Premium On-Card Autos
JUN
10
2026 Topps Series 2 Baseball — Hobby
The big one. 350-card base set extension, 75th anniversary branding, new multi-gen cover (Mays, Koufax, Guerrero Jr., Skenes). Chase cards include 1953 Topps Jackie Robinson and 1954 Topps Hank Aaron buyback variations. Retail and mega boxes follow days later, mega boxes June 24.
Major Release 75th Anniversary
JUN
15
2026 Topps Dynamic Duals Baseball
Dual-player cards featuring active star pairings — popular with player collectors who want something different from the standard RC chase. Pre-order opens June 15 on Topps.com; ships June 17. Limited print run makes these more of a boutique rip than a market mover, but the right pairing can carry real secondary value.
JUL
30
2026 Topps Museum Collection Baseball
Premium hobby product — on-card autos, sterling silver parallels, high-end framed autos. Museum Collection is for collectors who prioritize card quality over volume. Budget accordingly; this one is not a casual rip. Best for premium hunters with a specific target list.
Premium

Sources: Beckett Release Calendar · Waxstat 2026 · topps.com

🔓 Vault Trivia — Answer
Ted Williams

The Splendid Splinter missed the 1943, 1944, and 1945 seasons serving in the Navy during WWII, then came back and won two batting titles.
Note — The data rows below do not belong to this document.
//! Shared types used across the codebase

use chrono::{DateTime, Duration, Utc};
use serde::{Deserialize, Serialize};
use uuid::Uuid;

/// Days a stored submission lives before the store expires it
pub const RECORD_TTL_DAYS: i64 = 30;

/// Sentinel for request metadata the host could not supply
pub const UNKNOWN: &str = "unknown";

/// Contact form fields after validation: trimmed, email lower-cased
#[derive(Debug, Clone, PartialEq, Eq, Serialize, Deserialize)]
pub struct ValidatedSubmission {
    pub name: String,
    pub email: String,
    pub message: String,
}

#[derive(Debug, Clone, Copy, PartialEq, Eq, Serialize, Deserialize)]
#[serde(rename_all = "lowercase")]
pub enum SubmissionStatus {
    Received,
}

impl SubmissionStatus {
    pub fn as_str(&self) -> &'static str {
        match self {
            SubmissionStatus::Received => "received",
        }
    }
}

/// Best-effort caller details captured from the inbound request
#[derive(Debug, Clone, PartialEq, Eq)]
pub struct ClientInfo {
    pub ip: String,
    pub user_agent: String,
}

impl Default for ClientInfo {
    fn default() -> Self {
        Self {
            ip: UNKNOWN.to_string(),
            user_agent: UNKNOWN.to_string(),
        }
    }
}

/// Write-once record handed to the store
#[derive(Debug, Clone, PartialEq, Eq, Serialize, Deserialize)]
#[serde(rename_all = "camelCase")]
pub struct SubmissionRecord {
    pub submission_id: Uuid,
    pub timestamp: DateTime<Utc>,
    pub name: String,
    pub email: String,
    pub message: String,
    pub client_ip: String,
    pub user_agent: String,
    pub status: SubmissionStatus,
    /// Expiry instant as Unix epoch seconds
    pub ttl: i64,
}

impl SubmissionRecord {
    /// Build a fresh record. The id is random and never derived from content.
    pub fn new(submission: ValidatedSubmission, client: ClientInfo, now: DateTime<Utc>) -> Self {
        let ValidatedSubmission { name, email, message } = submission;
        Self {
            submission_id: Uuid::new_v4(),
            timestamp: now,
            name,
            email,
            message,
            client_ip: client.ip,
            user_agent: client.user_agent,
            status: SubmissionStatus::Received,
            ttl: (now + Duration::days(RECORD_TTL_DAYS)).timestamp(),
        }
    }
}

#[cfg(test)]
mod tests {
    use super::*;
    use chrono::TimeZone;
    use serde_json::json;

    fn submission() -> ValidatedSubmission {
        ValidatedSubmission {
            name: "John Doe".to_string(),
            email: "john.doe@example.com".to_string(),
            message: "This is a test message that is long enough.".to_string(),
        }
    }

    #[test]
    fn test_record_derived_fields() {
        let now = Utc.with_ymd_and_hms(2024, 1, 1, 12, 0, 0).unwrap();
        let record = SubmissionRecord::new(submission(), ClientInfo::default(), now);

        assert_eq!(record.status, SubmissionStatus::Received);
        assert_eq!(record.client_ip, "unknown");
        assert_eq!(record.user_agent, "unknown");
        assert_eq!(record.timestamp, now);
        assert_eq!(record.ttl - now.timestamp(), 30 * 24 * 60 * 60);
    }

    #[test]
    fn test_record_ids_are_unique() {
        let now = Utc::now();
        let a = SubmissionRecord::new(submission(), ClientInfo::default(), now);
        let b = SubmissionRecord::new(submission(), ClientInfo::default(), now);
        assert_ne!(a.submission_id, b.submission_id);
    }

    #[test]
    fn test_record_wire_shape() {
        let now = Utc.with_ymd_and_hms(2024, 1, 1, 12, 0, 0).unwrap();
        let client = ClientInfo {
            ip: "203.0.113.7".to_string(),
            user_agent: "Mozilla/5.0".to_string(),
        };
        let record = SubmissionRecord::new(submission(), client, now);
        let value = serde_json::to_value(&record).unwrap();

        assert_eq!(value["submissionId"], json!(record.submission_id.to_string()));
        assert_eq!(value["timestamp"], json!("2024-01-01T12:00:00Z"));
        assert_eq!(value["clientIp"], json!("203.0.113.7"));
        assert_eq!(value["userAgent"], json!("Mozilla/5.0"));
        assert_eq!(value["status"], json!("received"));
        assert_eq!(value["ttl"], json!(1706702400));
    }
}
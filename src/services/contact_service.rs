use chrono::Utc;
use serde_json::Value;
use std::sync::Arc;
use uuid::Uuid;

use super::notification::EmailNotification;
use super::notifier::{NotifyError, Notifier};
use super::store::{StoreError, SubmissionStore};
use crate::config::ContactConfig;
use crate::types::{ClientInfo, SubmissionRecord};
use crate::validation::{self, ValidationError};

/// Problems with what the caller sent. Messages are safe to return as-is.
#[derive(Debug, thiserror::Error, Clone, PartialEq, Eq)]
pub enum ClientInputError {
    #[error("Request body is required")]
    MissingBody,
    #[error("Invalid JSON in request body")]
    InvalidJson,
    #[error(transparent)]
    Invalid(#[from] ValidationError),
}

#[derive(Debug, thiserror::Error)]
pub enum SubmitError {
    #[error(transparent)]
    Client(#[from] ClientInputError),
    #[error("store: {0}")]
    Store(#[from] StoreError),
    #[error("notify: {0}")]
    Notify(#[from] NotifyError),
}

/// Accepts contact submissions: parse, validate, persist, notify.
///
/// Holds no per-request state. The ports are built once at start-up and
/// shared across concurrent requests.
pub struct ContactService {
    store: Arc<dyn SubmissionStore>,
    notifier: Arc<dyn Notifier>,
    contact: ContactConfig,
}

impl ContactService {
    pub fn new(
        store: Arc<dyn SubmissionStore>,
        notifier: Arc<dyn Notifier>,
        contact: ContactConfig,
    ) -> Self {
        Self {
            store,
            notifier,
            contact,
        }
    }

    /// Process one raw request body.
    ///
    /// Parse and validation failures return before any side effect. Otherwise
    /// exactly one record is written, and the notification is attempted only
    /// after the write succeeds. Repeated calls with the same body produce
    /// separate records.
    #[tracing::instrument(
        name = "contact_submit",
        skip(self, body, client),
        fields(client_ip = %client.ip, submission_id = tracing::field::Empty)
    )]
    pub async fn submit(&self, body: &[u8], client: ClientInfo) -> Result<Uuid, SubmitError> {
        if body.is_empty() {
            return Err(ClientInputError::MissingBody.into());
        }

        let input: Value =
            serde_json::from_slice(body).map_err(|_| ClientInputError::InvalidJson)?;

        let submission = validation::validate(&input).map_err(|err| {
            tracing::warn!(rule = err.rule(), "Submission rejected: {}", err);
            ClientInputError::from(err)
        })?;

        let record = SubmissionRecord::new(submission, client, Utc::now());
        let submission_id = record.submission_id;
        tracing::Span::current().record("submission_id", tracing::field::display(submission_id));

        let notification = EmailNotification::for_submission(&record, &self.contact);

        self.store.save(record).await?;
        tracing::debug!(store = self.store.name(), "Submission stored");

        self.notifier.send(&notification).await?;
        tracing::debug!(notifier = self.notifier.name(), "Notification sent");

        tracing::info!("Submission accepted");
        Ok(submission_id)
    }
}
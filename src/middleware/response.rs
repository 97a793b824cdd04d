use axum::{
    http::{
        header::{
            ACCESS_CONTROL_ALLOW_HEADERS, ACCESS_CONTROL_ALLOW_METHODS,
            ACCESS_CONTROL_ALLOW_ORIGIN,
        },
        HeaderMap, HeaderValue, StatusCode,
    },
    response::{IntoResponse, Json, Response},
};
use serde::Serialize;
use serde_json::{json, Value};
use std::any::Any;
use uuid::Uuid;

use crate::error::ApiError;

pub const ALLOW_HEADERS: &str =
    "Content-Type,X-Amz-Date,Authorization,X-Api-Key,X-Amz-Security-Token";
pub const ALLOW_METHODS: &str = "POST,OPTIONS";

pub const PREFLIGHT_MESSAGE: &str = "CORS preflight successful";
pub const ACCEPTED_MESSAGE: &str = "Thank you for your message! I will get back to you soon.";

/// Body of a successful submission
#[derive(Debug, Clone, PartialEq, Eq, Serialize)]
#[serde(rename_all = "camelCase")]
pub struct SubmissionAccepted {
    pub message: String,
    pub submission_id: String,
}

/// Builds every response the endpoint returns, each with the same CORS headers
#[derive(Debug, Clone)]
pub struct ResponseBuilder {
    allow_origin: HeaderValue,
}

impl ResponseBuilder {
    pub fn new(cors_origin: &str) -> Result<Self, axum::http::header::InvalidHeaderValue> {
        Ok(Self {
            allow_origin: HeaderValue::from_str(cors_origin)?,
        })
    }

    /// Stamp the CORS headers onto an existing header map
    pub fn apply_cors(&self, headers: &mut HeaderMap) {
        headers.insert(ACCESS_CONTROL_ALLOW_ORIGIN, self.allow_origin.clone());
        headers.insert(
            ACCESS_CONTROL_ALLOW_HEADERS,
            HeaderValue::from_static(ALLOW_HEADERS),
        );
        headers.insert(
            ACCESS_CONTROL_ALLOW_METHODS,
            HeaderValue::from_static(ALLOW_METHODS),
        );
    }

    pub fn json(&self, status: StatusCode, body: Value) -> Response {
        self.typed(status, body)
    }

    fn typed<T: Serialize>(&self, status: StatusCode, body: T) -> Response {
        let mut response = (status, Json(body)).into_response();
        self.apply_cors(response.headers_mut());
        response
    }

    pub fn preflight(&self) -> Response {
        self.json(StatusCode::OK, json!({ "message": PREFLIGHT_MESSAGE }))
    }

    pub fn accepted(&self, submission_id: Uuid) -> Response {
        let body = SubmissionAccepted {
            message: ACCEPTED_MESSAGE.to_string(),
            submission_id: submission_id.to_string(),
        };
        self.typed(StatusCode::OK, body)
    }

    pub fn error(&self, err: &ApiError) -> Response {
        self.json(err.status(), err.to_json())
    }

    /// Generic 500 for a handler that panicked. The panic payload is logged only.
    pub fn panic_response(&self, payload: Box<dyn Any + Send + 'static>) -> Response {
        let detail = if let Some(s) = payload.downcast_ref::<&str>() {
            s.to_string()
        } else if let Some(s) = payload.downcast_ref::<String>() {
            s.clone()
        } else {
            "unknown panic payload".to_string()
        };
        tracing::error!(panic = %detail, "Request handler panicked");
        self.error(&ApiError::internal())
    }
}

#[cfg(test)]
mod tests {
    use super::*;
    use crate::error::INTERNAL_ERROR_MESSAGE;

    async fn body_json(response: Response) -> Value {
        let bytes = axum::body::to_bytes(response.into_body(), usize::MAX)
            .await
            .unwrap();
        serde_json::from_slice(&bytes).unwrap()
    }

    fn assert_cors(response: &Response, origin: &str) {
        let headers = response.headers();
        assert_eq!(headers[ACCESS_CONTROL_ALLOW_ORIGIN], origin);
        assert_eq!(headers[ACCESS_CONTROL_ALLOW_HEADERS], ALLOW_HEADERS);
        assert_eq!(headers[ACCESS_CONTROL_ALLOW_METHODS], ALLOW_METHODS);
    }

    #[tokio::test]
    async fn test_preflight_response() {
        let builder = ResponseBuilder::new("*").unwrap();
        let response = builder.preflight();

        assert_eq!(response.status(), StatusCode::OK);
        assert_cors(&response, "*");
        assert_eq!(body_json(response).await, json!({ "message": PREFLIGHT_MESSAGE }));
    }

    #[tokio::test]
    async fn test_accepted_response() {
        let builder = ResponseBuilder::new("https://portfolio.example.com").unwrap();
        let id = Uuid::new_v4();
        let response = builder.accepted(id);

        assert_eq!(response.status(), StatusCode::OK);
        assert_cors(&response, "https://portfolio.example.com");
        let body = body_json(response).await;
        assert_eq!(body["message"], json!(ACCEPTED_MESSAGE));
        assert_eq!(body["submissionId"], json!(id.to_string()));
    }

    #[tokio::test]
    async fn test_error_response() {
        let builder = ResponseBuilder::new("*").unwrap();
        let response = builder.error(&ApiError::bad_request("Request body is required"));

        assert_eq!(response.status(), StatusCode::BAD_REQUEST);
        assert_cors(&response, "*");
        assert_eq!(
            body_json(response).await,
            json!({ "error": "Request body is required", "statusCode": 400 })
        );
    }

    #[tokio::test]
    async fn test_panic_response_is_generic() {
        let builder = ResponseBuilder::new("*").unwrap();
        let response = builder.panic_response(Box::new("store client exploded"));

        assert_eq!(response.status(), StatusCode::INTERNAL_SERVER_ERROR);
        assert_cors(&response, "*");
        let body = body_json(response).await;
        assert_eq!(body["error"], json!(INTERNAL_ERROR_MESSAGE));
    }

    #[test]
    fn test_invalid_origin_is_rejected() {
        assert!(ResponseBuilder::new("bad\norigin").is_err());
    }
}
// src/fs/mod.rs

//! Filesystem abstraction used by script discovery.
//!
//! Discovery only needs to list directories and classify entries, so the
//! trait is deliberately small. [`RealFileSystem`] wraps `std::fs`;
//! [`mock::MockFileSystem`] is an in-memory tree for tests.

use std::fmt::Debug;
use std::fs;
use std::io;
use std::path::{Path, PathBuf};

pub mod mock;

/// Abstract filesystem interface.
pub trait FileSystem: Send + Sync + Debug {
    /// True for directories, following symlinks.
    fn is_dir(&self, path: &Path) -> bool;
    /// True for regular files, following symlinks.
    fn is_file(&self, path: &Path) -> bool;
    /// True if `path` itself is a symbolic link.
    fn is_symlink(&self, path: &Path) -> bool;
    fn canonicalize(&self, path: &Path) -> io::Result<PathBuf>;

    /// Return a list of entries in a directory.
    /// Returns full paths.
    fn read_dir(&self, path: &Path) -> io::Result<Vec<PathBuf>>;
}

/// Implementation that uses `std::fs`.
#[derive(Debug, Clone, Default)]
pub struct RealFileSystem;

impl FileSystem for RealFileSystem {
    fn is_dir(&self, path: &Path) -> bool {
        path.is_dir()
    }

    fn is_file(&self, path: &Path) -> bool {
        path.is_file()
    }

    fn is_symlink(&self, path: &Path) -> bool {
        path.is_symlink()
    }

    fn canonicalize(&self, path: &Path) -> io::Result<PathBuf> {
        fs::canonicalize(path)
    }

    fn read_dir(&self, path: &Path) -> io::Result<Vec<PathBuf>> {
        let mut entries = Vec::new();
        for entry in fs::read_dir(path)? {
            entries.push(entry?.path());
        }
        Ok(entries)
    }
}
// src/cli.rs

//! CLI argument parsing using `clap`.

use clap::{Parser, ValueEnum};

/// Version string printed by `-v` / `--version`.
pub const VERSION: &str = "0.1";

/// Command-line arguments for `onchange`.
#[derive(Debug, Clone, Parser)]
#[command(
    name = "onchange",
    about = "Run a directory's trigger script whenever a file in it changes.",
    long_about = None,
    disable_version_flag = true
)]
pub struct CliArgs {
    /// Trigger script file name to look for in each directory.
    #[arg(long, value_name = "NAME", default_value = ".onchange")]
    pub script: String,

    /// Root directory to start the recursive walk from.
    #[arg(long, value_name = "DIR", default_value = ".")]
    pub root: String,

    /// Print version and exit.
    #[arg(short = 'v', long = "version")]
    pub version: bool,

    /// Log every registered watch and every script invocation.
    #[arg(long)]
    pub verbose: bool,

    /// Logging level (error, warn, info, debug, trace).
    ///
    /// If omitted, `ONCHANGE_LOG` or a default level will be used.
    #[arg(long, value_enum, value_name = "LEVEL")]
    pub log_level: Option<LogLevel>,
}

/// Log level as exposed on the CLI.
#[derive(Debug, Copy, Clone, PartialEq, Eq, ValueEnum)]
pub enum LogLevel {
    Error,
    Warn,
    Info,
    Debug,
    Trace,
}

/// Convenience wrapper around `CliArgs::parse()`.
pub fn parse() -> CliArgs {
    CliArgs::parse()
}

#[cfg(test)]
mod tests {
    use super::*;

    #[test]
    fn defaults_match_documented_flags() {
        let args = CliArgs::try_parse_from(["onchange"]).unwrap();
        assert_eq!(args.script, ".onchange");
        assert_eq!(args.root, ".");
        assert!(!args.version);
        assert!(!args.verbose);
        assert!(args.log_level.is_none());
    }

    #[test]
    fn short_v_is_version_not_verbose() {
        let args = CliArgs::try_parse_from(["onchange", "-v"]).unwrap();
        assert!(args.version);
        assert!(!args.verbose);
    }

    #[test]
    fn parses_script_root_and_level() {
        let args = CliArgs::try_parse_from([
            "onchange",
            "--script",
            "build.sh",
            "--root",
            "/srv/site",
            "--verbose",
            "--log-level",
            "trace",
        ])
        .unwrap();
        assert_eq!(args.script, "build.sh");
        assert_eq!(args.root, "/srv/site");
        assert!(args.verbose);
        assert!(matches!(args.log_level, Some(LogLevel::Trace)));
    }
}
He was recalled again for the Korean War in 1952 and most of 1953 — this time as a Marine Corps fighter pilot, flying 39 combat missions alongside future astronaut John Glenn. Williams lost nearly five full seasons to military service and still finished with 521 career home runs and a .406 batting average in 1941. His 1954 Topps card (#250) is one of the most iconic in the hobby — a reminder that the numbers on the back never tell the whole story.